Kay Steiger, over at Tapped, alerts me to a pledge by two wealthy alums to my alma mater, Wesleyan University. Frank Sica (’73) and Jonathan Soros (’92) have created a fund to provide scholarships for up to ten military veterans to attend the Middletown, CT, school.

Steiger, however, questions the approach:

While it's admirable that the donors want to see that vets can afford to go to a school which costs roughly $47,000 a year, they might have better spent their resources lobbying for an expansion of the GI Bill. Many veterans benefits are having trouble keeping up with the demand -- an influx of new veterans puts a strain on a system that was intended to pay the way for a vet to go to pretty much any school he wanted. Instead, even with GI benefits, vets have to work jobs or take out loans to make up the difference. Additionally, most vets don't dream of going to schools like Wesleyan. They want to attend a nearby state school or community college.


I can certainly agree with Steiger’s ultimate goal, but I don’t see it to be at odds with the grant by Sica and Soros. While the gift to Wesleyan is substantial, it should not preclude these two wealthy gentlemen, and/or people like them, from also supporting a lobbying effort on behalf of the Bush-era vets.

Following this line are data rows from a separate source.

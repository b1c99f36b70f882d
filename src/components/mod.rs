pub mod connection_form;
pub mod connections;
pub mod dashboard;
pub mod form;
pub mod login;
pub mod report;
pub mod shell;
pub mod validation_form;
pub mod validations;

use color_eyre::eyre::Result;
use compareflow_theme as theme;
use crossterm::event::KeyEvent;
use ratatui::{
  layout::{Constraint, Direction, Layout, Rect},
  style::Style,
  text::Span,
};
use tokio::sync::mpsc::UnboundedSender;

use crate::{action::Action, config::Config, mode::Mode, models::ValidationStatus, store::Store, tui};

pub type Frame<'a> = ratatui::Frame<'a>;

/// A page of the client. Pages read the store but never write it; anything
/// they want changed goes back out as an [`Action`].
pub trait Component {
  fn register_action_handler(&mut self, tx: UnboundedSender<Action>) -> Result<()> {
    let _ = tx;
    Ok(())
  }

  fn register_config_handler(&mut self, config: Config) -> Result<()> {
    let _ = config;
    Ok(())
  }

  fn init(&mut self, _area: Rect) -> Result<()> {
    Ok(())
  }

  /// The page is active while the current route maps to this mode.
  fn mode(&self) -> Mode;

  /// Keys worth advertising in the footer.
  fn key_hints(&self) -> Vec<(&'static str, &'static str)> {
    Vec::new()
  }

  /// While true the page sees every key and the mode keymap is bypassed.
  fn captures_keys(&self) -> bool {
    false
  }

  fn handle_events(&mut self, event: Option<tui::Event>, store: &Store) -> Result<Option<Action>> {
    match event {
      Some(tui::Event::Key(key)) => self.handle_key_events(key, store),
      Some(tui::Event::Paste(text)) => self.handle_paste(&text),
      _ => Ok(None),
    }
  }

  fn handle_key_events(&mut self, key: KeyEvent, store: &Store) -> Result<Option<Action>>;

  fn handle_paste(&mut self, _text: &str) -> Result<Option<Action>> {
    Ok(None)
  }

  fn update(&mut self, action: Action, store: &Store) -> Result<Option<Action>>;

  fn draw(&mut self, f: &mut Frame<'_>, area: Rect, store: &Store) -> Result<()>;
}

pub fn centered_rect(percent_x: u16, percent_y: u16, r: Rect) -> Rect {
  let popup_layout = Layout::default()
    .direction(Direction::Vertical)
    .constraints([
      Constraint::Percentage((100 - percent_y) / 2),
      Constraint::Percentage(percent_y),
      Constraint::Percentage((100 - percent_y) / 2),
    ])
    .split(r);

  Layout::default()
    .direction(Direction::Horizontal)
    .constraints([
      Constraint::Percentage((100 - percent_x) / 2),
      Constraint::Percentage(percent_x),
      Constraint::Percentage((100 - percent_x) / 2),
    ])
    .split(popup_layout[1])[1]
}

/// Yes/no dialog used before destructive requests.
pub fn render_confirm(f: &mut Frame<'_>, area: Rect, title: &str, message: &str) {
  use ratatui::widgets::{Block, BorderType, Borders, Clear, Paragraph, Wrap};

  let popup = centered_rect(50, 30, area);
  f.render_widget(Clear, popup);
  let block = Block::default()
    .title(format!(" {title} "))
    .title_style(theme::title())
    .title_bottom(ratatui::text::Line::from(" [y] delete  [n] cancel ").right_aligned())
    .borders(Borders::ALL)
    .border_type(BorderType::Rounded)
    .border_style(theme::border_focused())
    .style(theme::bg_primary());
  f.render_widget(Paragraph::new(message.to_string()).block(block).wrap(Wrap { trim: true }), popup);
}

pub fn status_style(status: ValidationStatus) -> Style {
  match status {
    ValidationStatus::Completed => theme::chip(theme::SUCCESS),
    ValidationStatus::Failed => theme::chip(theme::ERROR),
    ValidationStatus::Running => theme::chip(theme::INFO),
    ValidationStatus::Pending => theme::chip_default(),
  }
}

pub fn status_chip(status: ValidationStatus) -> Span<'static> {
  Span::styled(format!(" {status} "), status_style(status))
}

/// `98%` style rate, `-` when there is none to show.
pub fn format_rate(rate: Option<f64>) -> String {
  match rate {
    Some(rate) if rate.fract() == 0.0 => format!("{rate:.0}%"),
    Some(rate) => format!("{rate:.2}%"),
    None => "-".to_string(),
  }
}

const SPINNER: [&str; 4] = ["|", "/", "-", "\\"];

pub fn spinner(tick: usize) -> &'static str {
  SPINNER[tick % SPINNER.len()]
}
use std::collections::HashMap;

use super::{message_or, Phase};
use crate::models::{ColumnInfo, Connection, ConnectionId, TestResult};

#[derive(Debug, Clone, PartialEq)]
pub enum ConnectionEvent {
  FetchAll(Phase<Vec<Connection>>),
  FetchOne(ConnectionId, Phase<Connection>),
  Create(Phase<Connection>),
  Update(ConnectionId, Phase<Connection>),
  Delete(ConnectionId, Phase<()>),
  Test(ConnectionId, Phase<TestResult>),
  Tables(ConnectionId, Phase<Vec<String>>),
  Columns(ConnectionId, String, Phase<Vec<ColumnInfo>>),
  ClearError,
  ClearTestResult,
}

#[derive(Debug, Default)]
pub struct ConnectionStore {
  connections: Vec<Connection>,
  current: Option<Connection>,
  loading: bool,
  error: Option<String>,
  test_result: Option<TestResult>,
  tables: HashMap<ConnectionId, Vec<String>>,
  columns: HashMap<(ConnectionId, String), Vec<ColumnInfo>>,
  schema_loading: bool,
}

impl ConnectionStore {
  pub fn all(&self) -> &[Connection] {
    &self.connections
  }

  pub fn get(&self, id: ConnectionId) -> Option<&Connection> {
    self.connections.iter().find(|c| c.id == id)
  }

  pub fn current(&self) -> Option<&Connection> {
    self.current.as_ref()
  }

  pub fn is_loading(&self) -> bool {
    self.loading
  }

  pub fn error(&self) -> Option<&str> {
    self.error.as_deref()
  }

  pub fn test_result(&self) -> Option<&TestResult> {
    self.test_result.as_ref()
  }

  pub fn tables(&self, id: ConnectionId) -> Option<&[String]> {
    self.tables.get(&id).map(Vec::as_slice)
  }

  pub fn columns(&self, id: ConnectionId, table: &str) -> Option<&[ColumnInfo]> {
    self.columns.get(&(id, table.to_string())).map(Vec::as_slice)
  }

  pub fn is_schema_loading(&self) -> bool {
    self.schema_loading
  }

  pub fn reduce(&mut self, event: ConnectionEvent) {
    match event {
      ConnectionEvent::FetchAll(Phase::Pending) => self.loading = true,
      ConnectionEvent::FetchAll(Phase::Fulfilled(connections)) => {
        self.loading = false;
        self.connections = connections;
      },
      ConnectionEvent::FetchAll(Phase::Rejected(message)) => {
        self.loading = false;
        self.error = Some(message_or(message, "Failed to fetch connections"));
      },

      ConnectionEvent::FetchOne(_, Phase::Pending) => {},
      ConnectionEvent::FetchOne(_, Phase::Fulfilled(connection)) => self.current = Some(connection),
      ConnectionEvent::FetchOne(_, Phase::Rejected(message)) => {
        self.error = Some(message_or(message, "Failed to fetch connection"));
      },

      ConnectionEvent::Create(Phase::Pending) | ConnectionEvent::Update(_, Phase::Pending) => {},
      ConnectionEvent::Create(Phase::Fulfilled(connection)) | ConnectionEvent::Update(_, Phase::Fulfilled(connection)) => {
        self.upsert(connection)
      },
      ConnectionEvent::Create(Phase::Rejected(message)) => {
        self.error = Some(message_or(message, "Failed to create connection"));
      },
      ConnectionEvent::Update(_, Phase::Rejected(message)) => {
        self.error = Some(message_or(message, "Failed to update connection"));
      },

      ConnectionEvent::Delete(_, Phase::Pending) => {},
      ConnectionEvent::Delete(id, Phase::Fulfilled(())) => {
        self.connections.retain(|c| c.id != id);
        if self.current.as_ref().is_some_and(|c| c.id == id) {
          self.current = None;
        }
        self.tables.remove(&id);
        self.columns.retain(|(connection, _), _| *connection != id);
      },
      ConnectionEvent::Delete(_, Phase::Rejected(message)) => {
        self.error = Some(message_or(message, "Failed to delete connection"));
      },

      ConnectionEvent::Test(_, Phase::Pending) => {},
      ConnectionEvent::Test(_, Phase::Fulfilled(result)) => self.test_result = Some(result),
      ConnectionEvent::Test(_, Phase::Rejected(message)) => {
        self.error = Some(message_or(message, "Failed to test connection"));
      },

      ConnectionEvent::Tables(_, Phase::Pending) | ConnectionEvent::Columns(_, _, Phase::Pending) => {
        self.schema_loading = true
      },
      ConnectionEvent::Tables(id, Phase::Fulfilled(tables)) => {
        self.schema_loading = false;
        self.tables.insert(id, tables);
      },
      ConnectionEvent::Columns(id, table, Phase::Fulfilled(columns)) => {
        self.schema_loading = false;
        self.columns.insert((id, table), columns);
      },
      ConnectionEvent::Tables(_, Phase::Rejected(message)) => {
        self.schema_loading = false;
        self.error = Some(message_or(message, "Failed to load tables"));
      },
      ConnectionEvent::Columns(_, _, Phase::Rejected(message)) => {
        self.schema_loading = false;
        self.error = Some(message_or(message, "Failed to load columns"));
      },

      ConnectionEvent::ClearError => self.error = None,
      ConnectionEvent::ClearTestResult => self.test_result = None,
    }
  }

  fn upsert(&mut self, connection: Connection) {
    match self.connections.iter_mut().find(|c| c.id == connection.id) {
      Some(existing) => *existing = connection,
      None => self.connections.push(connection),
    }
  }
}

Further, while I can’t directly contradict Steiger’s assertions, I also can’t blindly embrace them. While our all-volunteer force might draw disproportionately from social strata and locales not prominently represented in the Wesleyan student body, that is not to say that none from this group are without such aspirations. In fact, admissions structures such as they are at America’s elite universities—with alumni networks, feeder schools, and legacy benefits—actively discriminate against many that Steiger assumes would prefer the less competitive educational options.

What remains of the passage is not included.